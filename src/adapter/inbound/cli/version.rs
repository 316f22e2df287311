//! Handler for the `version` command.

use serde_json::json;

use super::output;
use crate::domain::{release, NAMING_SCHEME_VERSION};

/// Print the binary version and the packages of the latest release.
pub fn execute() {
    let latest = release::latest();

    if output::is_json() {
        let packages: serde_json::Map<String, serde_json::Value> = latest
            .packages()
            .iter()
            .map(|(name, version)| ((*name).to_string(), json!(version)))
            .collect();
        output::json_output(json!({
            "command": "version",
            "version": env!("CARGO_PKG_VERSION"),
            "naming_scheme": NAMING_SCHEME_VERSION,
            "releases": release::list(),
            "packages": packages,
        }));
        return;
    }

    output::header(env!("CARGO_PKG_VERSION"));
    output::field("Releases", release::list().join(", "));
    output::field("Naming", format!("v{NAMING_SCHEME_VERSION}"));
    output::section(&format!("Release {}", latest.hind));
    for (name, version) in latest.packages() {
        output::field(name, version);
    }
}
//! CLI module graph and command dispatch.

pub mod command;
pub mod context;
pub mod get;
pub mod list;
pub mod output;
pub mod paths;
pub mod remove;
pub mod set;
pub mod start;
pub mod stop;
pub mod version;

use tokio::sync::watch;
use tracing::{debug, info};

use self::command::{Cli, ColorChoice, Commands, SetCommand};
use self::context::CommandContext;
use self::output::OutputConfig;
use crate::error::Result;
use crate::infrastructure::config::Settings;

/// Run a parsed command line to completion.
pub async fn run(cli: Cli) -> Result<()> {
    output::configure(OutputConfig::new(cli.json, cli.quiet, cli.verbose));
    match cli.color {
        ColorChoice::Always => owo_colors::set_override(true),
        ColorChoice::Never => owo_colors::set_override(false),
        ColorChoice::Auto => {}
    }

    let home = paths::home_dir();
    let settings = Settings::load(&cli.config)?;
    settings.logging.init(cli.verbose);
    debug!(config = %cli.config.display(), home = %home.display(), "Settings loaded");

    if matches!(cli.command, Commands::Version) {
        version::execute();
        return Ok(());
    }

    let (shutdown_tx, shutdown_rx) = watch::channel(false);
    tokio::spawn(async move {
        if tokio::signal::ctrl_c().await.is_ok() {
            info!("Shutdown signal received");
            let _ = shutdown_tx.send(true);
        }
    });

    let ctx = CommandContext::from_settings(settings, home, shutdown_rx)?;

    match cli.command {
        Commands::Start(args) => {
            start::execute(
                &ctx,
                args.name.as_deref(),
                &args.release,
                args.clients,
                args.timeout,
            )
            .await
        }
        Commands::Stop(args) => stop::execute(&ctx, args.name.as_deref(), args.timeout).await,
        Commands::Rm(args) => remove::execute(&ctx, args.name.as_deref(), args.timeout).await,
        Commands::Get(args) => get::execute(&ctx, args.name.as_deref(), args.timeout).await,
        Commands::List(args) => list::execute(&ctx, args.timeout).await,
        Commands::Set(SetCommand::Profile { name }) => set::profile(&ctx, &name),
        Commands::Version => {
            version::execute();
            Ok(())
        }
    }
}
//! Release catalog.
//!
//! Each release pins the package versions baked into the node images and the
//! image tag used when a new cluster is synthesized.

use std::fmt;

/// Registry prefix of every node image.
pub const IMAGE_REPOSITORY: &str = "docker.io/stenh0use";

/// Alias accepted wherever a release version is expected.
pub const LATEST_ALIAS: &str = "latest";

/// Package versions shipped together.
#[derive(Debug, Clone, Copy, PartialEq, Eq)]
pub struct Release {
    pub hind: &'static str,
    pub base: &'static str,
    pub consul: &'static str,
    pub nomad: &'static str,
    pub vault: &'static str,
    pub containerd: &'static str,
    pub docker_ce: &'static str,
    pub cni_plugins: &'static str,
    pub cilium: &'static str,
}

impl Release {
    /// Version of a package by name.
    #[must_use]
    pub fn package(&self, name: &str) -> Option<&'static str> {
        let version = match name {
            "hind" => self.hind,
            "base" => self.base,
            "consul" => self.consul,
            "nomad" => self.nomad,
            "vault" => self.vault,
            "containerd" => self.containerd,
            "docker-ce" => self.docker_ce,
            "cni-plugins" => self.cni_plugins,
            "cilium" => self.cilium,
            _ => return None,
        };
        Some(version)
    }

    /// All packages as `(name, version)` pairs in display order.
    #[must_use]
    pub fn packages(&self) -> [(&'static str, &'static str); 9] {
        [
            ("hind", self.hind),
            ("base", self.base),
            ("consul", self.consul),
            ("nomad", self.nomad),
            ("vault", self.vault),
            ("containerd", self.containerd),
            ("docker-ce", self.docker_ce),
            ("cni-plugins", self.cni_plugins),
            ("cilium", self.cilium),
        ]
    }

    /// Image for a node kind at this release.
    #[must_use]
    pub fn image(&self, kind: ImageKind) -> super::cluster::Image {
        super::cluster::Image::new(kind.image_name(), self.hind)
    }
}

static RELEASES: [Release; 2] = [
    Release {
        hind: "0.4.0",
        base: "bullseye-slim",
        consul: "1.22.0",
        nomad: "1.10.5",
        vault: "1.21.0",
        containerd: "1.7.27-1",
        docker_ce: "28.5.1-1",
        cni_plugins: "1.3.0",
        cilium: "1.13.9",
    },
    Release {
        hind: "0.3.0",
        base: "bullseye-slim",
        consul: "1.18.1",
        nomad: "1.7.6",
        vault: "1.15.4",
        containerd: "1.6.31-1",
        docker_ce: "26.0.1-1",
        cni_plugins: "1.3.0",
        cilium: "1.13.9",
    },
];

/// The newest release.
#[must_use]
pub fn latest() -> Release {
    RELEASES[0]
}

/// Look up a release. Empty and `latest` resolve to [`latest`].
#[must_use]
pub fn get(version: &str) -> Option<Release> {
    if version.is_empty() || version == LATEST_ALIAS {
        return Some(latest());
    }
    RELEASES.iter().find(|r| r.hind == version).copied()
}

/// Known release versions, newest first.
#[must_use]
pub fn list() -> Vec<&'static str> {
    RELEASES.iter().map(|r| r.hind).collect()
}

/// Image flavour built for each node type.
#[derive(Debug, Clone, Copy, PartialEq, Eq, Hash)]
pub enum ImageKind {
    Consul,
    Nomad,
    NomadClient,
    Vault,
}

impl ImageKind {
    pub const ALL: [ImageKind; 4] = [Self::Consul, Self::Nomad, Self::NomadClient, Self::Vault];

    #[must_use]
    pub const fn as_str(self) -> &'static str {
        match self {
            Self::Consul => "consul",
            Self::Nomad => "nomad",
            Self::NomadClient => "nomad-client",
            Self::Vault => "vault",
        }
    }

    /// Fully qualified image name without tag.
    #[must_use]
    pub fn image_name(self) -> String {
        format!("{IMAGE_REPOSITORY}/hind.{}", self.as_str())
    }
}

impl fmt::Display for ImageKind {
    fn fmt(&self, f: &mut fmt::Formatter<'_>) -> fmt::Result {
        f.write_str(self.as_str())
    }
}

#[cfg(test)]
mod tests {
    use super::*;

    #[test]
    fn latest_is_newest_entry() {
        assert_eq!(latest().hind, "0.4.0");
        assert_eq!(get("latest"), Some(latest()));
        assert_eq!(get(""), Some(latest()));
        assert_eq!(list(), vec!["0.4.0", "0.3.0"]);
    }

    #[test]
    fn older_release_pins_older_packages() {
        let release = get("0.3.0").unwrap();
        assert_eq!(release.package("nomad"), Some("1.7.6"));
        assert_eq!(release.package("docker-ce"), Some("26.0.1-1"));
        assert_eq!(release.package("kubernetes"), None);
        assert!(get("9.9.9").is_none());
    }

    #[test]
    fn image_names_follow_kind() {
        let image = latest().image(ImageKind::NomadClient);
        assert_eq!(image.name, "docker.io/stenh0use/hind.nomad-client");
        assert_eq!(image.reference(), "docker.io/stenh0use/hind.nomad-client:0.4.0");
    }
}
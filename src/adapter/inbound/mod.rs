//! Inbound adapters (driving side).

pub mod cli;
//! Domain validation errors for cluster model types.
//!
//! These errors are returned by `try_new` constructors and validation methods
//! when a cluster, node or port definition violates a model invariant.

use thiserror::Error;

/// Errors that occur when cluster model invariants are violated.
#[derive(Error, Debug, Clone, PartialEq, Eq)]
pub enum DomainError {
    /// Cluster names cannot be empty.
    #[error("cluster name cannot be empty")]
    EmptyClusterName,

    /// Cluster names are embedded in node and network names.
    #[error("invalid cluster name '{name}': {reason}")]
    InvalidClusterName {
        /// The rejected name.
        name: String,
        /// Why it was rejected.
        reason: &'static str,
    },

    /// A stored cluster document carried no name.
    #[error("loaded config file but no cluster name was found")]
    MissingClusterName,

    /// Node name does not follow the naming scheme.
    #[error("invalid node name '{name}': {reason}")]
    InvalidNodeName {
        /// The rejected name.
        name: String,
        /// Why it was rejected.
        reason: &'static str,
    },

    /// Port mappings must name the port inside the container.
    #[error("container port is required")]
    MissingContainerPort,

    /// Nodes must reference an image.
    #[error("image name is required for node '{node}'")]
    MissingImage {
        /// Node without an image.
        node: String,
    },

    /// Nodes must attach to the cluster network.
    #[error("node '{node}' is attached to network '{actual}', expected '{expected}'")]
    NetworkMismatch {
        /// Offending node.
        node: String,
        /// The cluster network name.
        expected: String,
        /// The network the node names.
        actual: String,
    },

    /// Node names must be unique within a cluster.
    #[error("duplicate node name '{name}'")]
    DuplicateNode {
        /// The repeated name.
        name: String,
    },

    /// A cluster needs at least one client node.
    #[error("client count must be at least 1, got {count}")]
    InvalidClientCount {
        /// The rejected count.
        count: usize,
    },
}
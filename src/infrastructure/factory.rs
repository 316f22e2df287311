//! Builds runtime and store adapters from settings.

use std::path::Path;
use std::sync::Arc;

use tracing::debug;

use super::config::Settings;
use crate::adapter::outbound::docker::{self, DockerCli};
use crate::adapter::outbound::file::{ActivePointer, FileStore, JsonConfigStore};
use crate::error::{ConfigError, Result};
use crate::port::Runtime;

/// Build the configured runtime backend.
pub fn build_runtime(settings: &Settings) -> Result<Arc<dyn Runtime>> {
    match settings.runtime.provider.as_str() {
        docker::PROVIDER => {
            debug!(binary = %settings.runtime.binary, "Using docker CLI runtime");
            Ok(Arc::new(DockerCli::new(settings.runtime.binary.clone())))
        }
        other => Err(ConfigError::InvalidValue {
            field: "runtime.provider",
            reason: format!("unsupported provider '{other}'"),
        }
        .into()),
    }
}

/// File-backed config store and active pointer rooted at `root`.
pub fn build_stores(root: &Path) -> (Arc<JsonConfigStore>, Arc<ActivePointer>) {
    let files = FileStore::new(root);
    (
        Arc::new(JsonConfigStore::new(files.clone())),
        Arc::new(ActivePointer::new(files)),
    )
}
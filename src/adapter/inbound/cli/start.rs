//! Handler for the `start` command.

use std::time::Duration;

use serde_json::json;
use tracing::debug;

use super::context::CommandContext;
use super::output;
use crate::application::{ClusterManager, StartOutcome};
use crate::domain::{Cluster, NodeKind};
use crate::error::{Result, ResultExt};

/// Execute the start command.
pub async fn execute(
    ctx: &CommandContext,
    name: Option<&str>,
    release: &str,
    clients: Option<u16>,
    timeout: Option<Duration>,
) -> Result<()> {
    let name = ctx.resolve_name(name);
    let limit = timeout.unwrap_or(Duration::from_secs(ctx.settings.timeouts.start));
    let mut manager = ctx.manager(&name, release)?;

    output::header(env!("CARGO_PKG_VERSION"));
    let pb = output::spinner(&format!("Starting cluster {}", output::highlight(&name)));

    let task = format!("starting cluster '{name}'");
    let result = ctx
        .with_timeout(limit, &task, bring_up(ctx, &mut manager, clients))
        .await;
    let outcome = match result {
        Ok(outcome) => outcome,
        Err(e) => {
            output::spinner_fail(&pb, &format!("Failed to start cluster {name}"));
            return Err(e);
        }
    };

    let verb = match outcome {
        StartOutcome::Created => "Created",
        StartOutcome::Resumed => "Started",
    };
    output::spinner_success(&pb, &format!("{verb} cluster {}", output::highlight(&name)));

    if let Err(e) = ctx.active.set(&name) {
        output::warning(&format!("Failed to set active cluster: {e}"));
    }

    let endpoints = endpoints(manager.config());
    if output::is_json() {
        output::json_output(json!({
            "command": "start",
            "cluster": name,
            "outcome": outcome,
            "nodes": manager.config().node_names(),
            "endpoints": endpoints
                .iter()
                .map(|(service, url)| json!({ "service": service, "url": url }))
                .collect::<Vec<_>>(),
        }));
        return Ok(());
    }

    output::field("Nodes", manager.config().nodes.len());
    output::field("Clients", manager.count_client_nodes());
    if !endpoints.is_empty() {
        output::section("Connection information");
        for (service, url) in &endpoints {
            output::field(service, output::highlight(url));
        }
    }
    Ok(())
}

/// Ping the runtime, apply the requested client count, and converge.
async fn bring_up(
    ctx: &CommandContext,
    manager: &mut ClusterManager,
    clients: Option<u16>,
) -> Result<StartOutcome> {
    ctx.runtime
        .list_containers(&[])
        .await
        .context("container runtime is not reachable")?;

    if !manager.config_exists() {
        if let Some(count) = clients.filter(|&c| c != 1) {
            manager
                .set_client_count(usize::from(count))
                .context("failed to set client count")?;
        }
    }

    let outcome = manager.start().await?;

    if outcome == StartOutcome::Resumed {
        if let Some(target) = clients.map(usize::from) {
            let current = manager.count_client_nodes();
            if target != current {
                debug!(from = current, to = target, "Client count change requested");
                manager
                    .scale(target)
                    .await
                    .context("failed to scale cluster")?;
            }
        }
    }
    Ok(outcome)
}

/// Published UI endpoints, labelled by service.
fn endpoints(cluster: &Cluster) -> Vec<(&'static str, String)> {
    let mut endpoints = Vec::new();
    for node in cluster.nodes.iter().filter(|n| !n.is_client()) {
        let service = match node.kind {
            NodeKind::Nomad => "Nomad",
            NodeKind::Consul => "Consul",
            NodeKind::Vault => "Vault",
        };
        for port in node.ports.iter().filter(|p| p.host_port != 0) {
            let host = if port.listen_address.is_empty() || port.listen_address == "0.0.0.0" {
                "localhost"
            } else {
                port.listen_address.as_str()
            };
            endpoints.push((service, format!("http://{host}:{}", port.host_port)));
        }
    }
    endpoints
}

DESCRIPTION OF THE TASK:
All lines above containing the string "validation": copy each one.

EXERCISE SOLUTION:
//! Domain validation errors for cluster model types.
//! These errors are returned by `try_new` constructors and validation methods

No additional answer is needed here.